SUPPLIED DATA -

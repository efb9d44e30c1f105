//! Infinite plane primitive.

use lumen_math::{align_zero, is_zero, Color, MathResult, Point, Ray, Vector};

use crate::{
    error::ConstructionResult,
    intersectable::{geo_points, within, GeoPoint, Geometry, Intersectable, Surface},
    Material,
};

/// A plane given by a reference point and a unit normal.
#[derive(Debug, Clone)]
pub struct Plane {
    q0: Point,
    normal: Vector,
    surface: Surface,
}

impl Plane {
    /// Create a plane through `q0` with the given normal (normalized here).
    pub fn new(q0: Point, normal: Vector) -> Self {
        Self {
            q0,
            normal: normal.normalize(),
            surface: Surface::default(),
        }
    }

    /// Create the plane through three points.
    ///
    /// Fails when two points coincide or all three are collinear.
    pub fn from_points(p0: Point, p1: Point, p2: Point) -> ConstructionResult<Self> {
        let v1 = p1.subtract(p0)?;
        let v2 = p2.subtract(p0)?;
        let normal = v1.cross(v2)?;
        Ok(Self::new(p0, normal))
    }

    pub fn with_emission(mut self, emission: Color) -> Self {
        self.surface.emission = emission;
        self
    }

    pub fn with_material(mut self, material: Material) -> Self {
        self.surface.material = material;
        self
    }

    /// Reference point of the plane.
    pub fn q0(&self) -> Point {
        self.q0
    }

    /// Unit normal of the plane.
    pub fn normal(&self) -> Vector {
        self.normal
    }

    /// Parametric distance of the ray/plane intersection in `(0, max_distance]`.
    ///
    /// Rays parallel to the plane (including rays lying in it) and rays
    /// starting on the plane have no intersection.
    pub(crate) fn hit_distance(&self, ray: &Ray, max_distance: f64) -> Option<f64> {
        let nv = self.normal.dot(ray.direction());
        if is_zero(nv) {
            return None;
        }
        let to_plane = self.q0.subtract(ray.head()).ok()?;
        let t = align_zero(self.normal.dot(to_plane) / nv);
        within(t, max_distance).then_some(t)
    }
}

impl Intersectable for Plane {
    fn find_geo_intersections(&self, ray: &Ray, max_distance: f64) -> Vec<GeoPoint<'_>> {
        geo_points(self, ray, self.hit_distance(ray, max_distance))
    }
}

impl Geometry for Plane {
    fn normal_at(&self, _point: Point) -> MathResult<Vector> {
        Ok(self.normal)
    }

    fn surface(&self) -> &Surface {
        &self.surface
    }
}

#[cfg(test)]
mod tests {
    use super::*;
    use crate::ConstructionError;
    use lumen_math::MathError;

    fn v(x: f64, y: f64, z: f64) -> Vector {
        Vector::new(x, y, z).unwrap()
    }

    fn p(x: f64, y: f64, z: f64) -> Point {
        Point::new(x, y, z)
    }

    fn sample_plane() -> Plane {
        Plane::from_points(p(-0.5, -0.5, 0.0), p(1.0, 0.0, 0.0), p(0.0, 1.0, 0.0)).unwrap()
    }

    #[test]
    fn test_from_points_rejects_degenerate_input() {
        let degenerate = Err(ConstructionError::Math(MathError::DegenerateVector));

        // Two equal points
        assert_eq!(
            Plane::from_points(p(1.0, 2.0, 3.0), p(1.0, 2.0, 3.0), p(4.0, 5.0, 6.0)).map(|_| ()),
            degenerate
        );
        // Collinear points
        assert_eq!(
            Plane::from_points(p(1.0, 2.0, 3.0), p(2.0, 4.0, 6.0), p(4.0, 8.0, 12.0)).map(|_| ()),
            degenerate
        );
    }

    #[test]
    fn test_plane_normal() {
        let plane = Plane::from_points(p(0.0, 0.0, 1.0), p(1.0, 0.0, 0.0), p(0.0, 1.0, 0.0)).unwrap();
        let s = (1.0f64 / 3.0).sqrt();
        let n = plane.normal_at(p(0.0, 0.0, 1.0)).unwrap();
        assert!(n.abs_diff_eq(v(s, s, s), 1e-12) || n.abs_diff_eq(v(-s, -s, -s), 1e-12));
    }

    #[test]
    fn test_ray_crosses_plane() {
        let ray = Ray::new(p(1.0, 1.0, 1.0), v(-1.0, 0.0, -1.0));
        let points = sample_plane().find_intersections(&ray);
        assert_eq!(points.len(), 1);
        assert!(points[0].abs_diff_eq(p(0.0, 1.0, 0.0), 1e-12));
    }

    #[test]
    fn test_ray_away_from_plane() {
        let ray = Ray::new(p(1.0, 1.0, 1.0), v(1.0, 1.0, 2.0));
        assert!(sample_plane().find_intersections(&ray).is_empty());
    }

    #[test]
    fn test_parallel_rays() {
        let plane = sample_plane();
        // Lies in the plane
        assert!(plane
            .find_intersections(&Ray::new(p(0.0, 1.0, 0.0), v(1.0, 0.0, 0.0)))
            .is_empty());
        // Outside the plane
        assert!(plane
            .find_intersections(&Ray::new(p(0.0, 1.0, 1.0), v(1.0, 0.0, 0.0)))
            .is_empty());
    }

    #[test]
    fn test_orthogonal_rays() {
        let plane = sample_plane();

        // Before the plane
        let points = plane.find_intersections(&Ray::new(p(0.0, 1.0, 1.0), v(0.0, 0.0, -1.0)));
        assert_eq!(points.len(), 1);
        assert!(points[0].abs_diff_eq(p(0.0, 1.0, 0.0), 1e-12));

        // In the plane
        assert!(plane
            .find_intersections(&Ray::new(p(0.0, 2.0, 0.0), v(0.0, 0.0, -1.0)))
            .is_empty());

        // After the plane
        assert!(plane
            .find_intersections(&Ray::new(p(0.0, 2.0, -1.0), v(0.0, 0.0, -1.0)))
            .is_empty());
    }

    #[test]
    fn test_ray_starts_on_plane() {
        let plane = sample_plane();
        // At the reference point
        assert!(plane
            .find_intersections(&Ray::new(plane.q0(), v(1.0, 1.0, 0.0)))
            .is_empty());
        // Elsewhere on the plane, neither parallel nor orthogonal
        assert!(plane
            .find_intersections(&Ray::new(p(0.0, 1.0, 0.0), v(1.0, 1.0, -1.0)))
            .is_empty());
    }
}
//! Color and three-channel coefficient types.
//!
//! Colors are expressed in RGB units where 255 is full intensity. Nothing in
//! this module clamps; clamping happens when an image is encoded.

use std::ops::{Add, AddAssign, Div, Mul};

use glam::DVec3;

/// An RGB color with unbounded, non-negative channels.
#[derive(Debug, Clone, Copy, PartialEq, Default)]
pub struct Color(DVec3);

impl Color {
    pub const BLACK: Color = Color(DVec3::ZERO);

    #[inline]
    pub fn new(r: f64, g: f64, b: f64) -> Self {
        Self(DVec3::new(r, g, b))
    }

    #[inline]
    pub fn r(&self) -> f64 {
        self.0.x
    }

    #[inline]
    pub fn g(&self) -> f64 {
        self.0.y
    }

    #[inline]
    pub fn b(&self) -> f64 {
        self.0.z
    }

    /// Divide every channel by `divisor`.
    #[inline]
    pub fn reduce(&self, divisor: f64) -> Color {
        Color(self.0 / divisor)
    }

    /// Component-wise comparison with an absolute tolerance.
    pub fn abs_diff_eq(&self, other: Color, max_abs_diff: f64) -> bool {
        self.0.abs_diff_eq(other.0, max_abs_diff)
    }

    /// Channels rounded and clamped to 8 bits.
    pub fn to_rgb8(&self) -> [u8; 3] {
        let channel = |c: f64| c.round().clamp(0.0, 255.0) as u8;
        [channel(self.0.x), channel(self.0.y), channel(self.0.z)]
    }
}

impl Add for Color {
    type Output = Color;

    #[inline]
    fn add(self, rhs: Color) -> Color {
        Color(self.0 + rhs.0)
    }
}

impl AddAssign for Color {
    #[inline]
    fn add_assign(&mut self, rhs: Color) {
        self.0 += rhs.0;
    }
}

impl Mul<f64> for Color {
    type Output = Color;

    #[inline]
    fn mul(self, rhs: f64) -> Color {
        Color(self.0 * rhs)
    }
}

impl Mul<Factor> for Color {
    type Output = Color;

    #[inline]
    fn mul(self, rhs: Factor) -> Color {
        Color(self.0 * rhs.0)
    }
}

impl Div<f64> for Color {
    type Output = Color;

    #[inline]
    fn div(self, rhs: f64) -> Color {
        self.reduce(rhs)
    }
}

/// A per-channel multiplicative coefficient (material factors, attenuation).
#[derive(Debug, Clone, Copy, PartialEq)]
pub struct Factor(DVec3);

impl Factor {
    pub const ZERO: Factor = Factor(DVec3::ZERO);
    pub const ONE: Factor = Factor(DVec3::ONE);

    #[inline]
    pub fn new(r: f64, g: f64, b: f64) -> Self {
        Self(DVec3::new(r, g, b))
    }

    #[inline]
    pub fn splat(value: f64) -> Self {
        Self(DVec3::splat(value))
    }

    #[inline]
    pub fn r(&self) -> f64 {
        self.0.x
    }

    #[inline]
    pub fn g(&self) -> f64 {
        self.0.y
    }

    #[inline]
    pub fn b(&self) -> f64 {
        self.0.z
    }

    /// Scale every channel by the same amount.
    #[inline]
    pub fn scale(&self, s: f64) -> Factor {
        Factor(self.0 * s)
    }

    /// True when every channel is strictly below `eps`.
    pub fn lower_than(&self, eps: f64) -> bool {
        self.0.x < eps && self.0.y < eps && self.0.z < eps
    }

    pub fn abs_diff_eq(&self, other: Factor, max_abs_diff: f64) -> bool {
        self.0.abs_diff_eq(other.0, max_abs_diff)
    }
}

impl Default for Factor {
    fn default() -> Self {
        Factor::ZERO
    }
}

impl From<f64> for Factor {
    fn from(value: f64) -> Self {
        Factor::splat(value)
    }
}

impl Mul for Factor {
    type Output = Factor;

    #[inline]
    fn mul(self, rhs: Factor) -> Factor {
        Factor(self.0 * rhs.0)
    }
}

impl Add for Factor {
    type Output = Factor;

    #[inline]
    fn add(self, rhs: Factor) -> Factor {
        Factor(self.0 + rhs.0)
    }
}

YOUR GOAL - Reproduce exactly every line between the line with "fn from(value: f64)" and the last line of the records above, both included.

SOLUTION BELOW -
    fn from(value: f64) -> Self {
        Factor::splat(value)
    }
}

impl Mul for Factor {
    type Output = Factor;

    #[inline]
    fn mul(self, rhs: Factor) -> Factor {
        Factor(self.0 * rhs.0)
    }
}

impl Add for Factor {
    type Output = Factor;

    #[inline]
    fn add(self, rhs: Factor) -> Factor {
        Factor(self.0 + rhs.0)
    }
}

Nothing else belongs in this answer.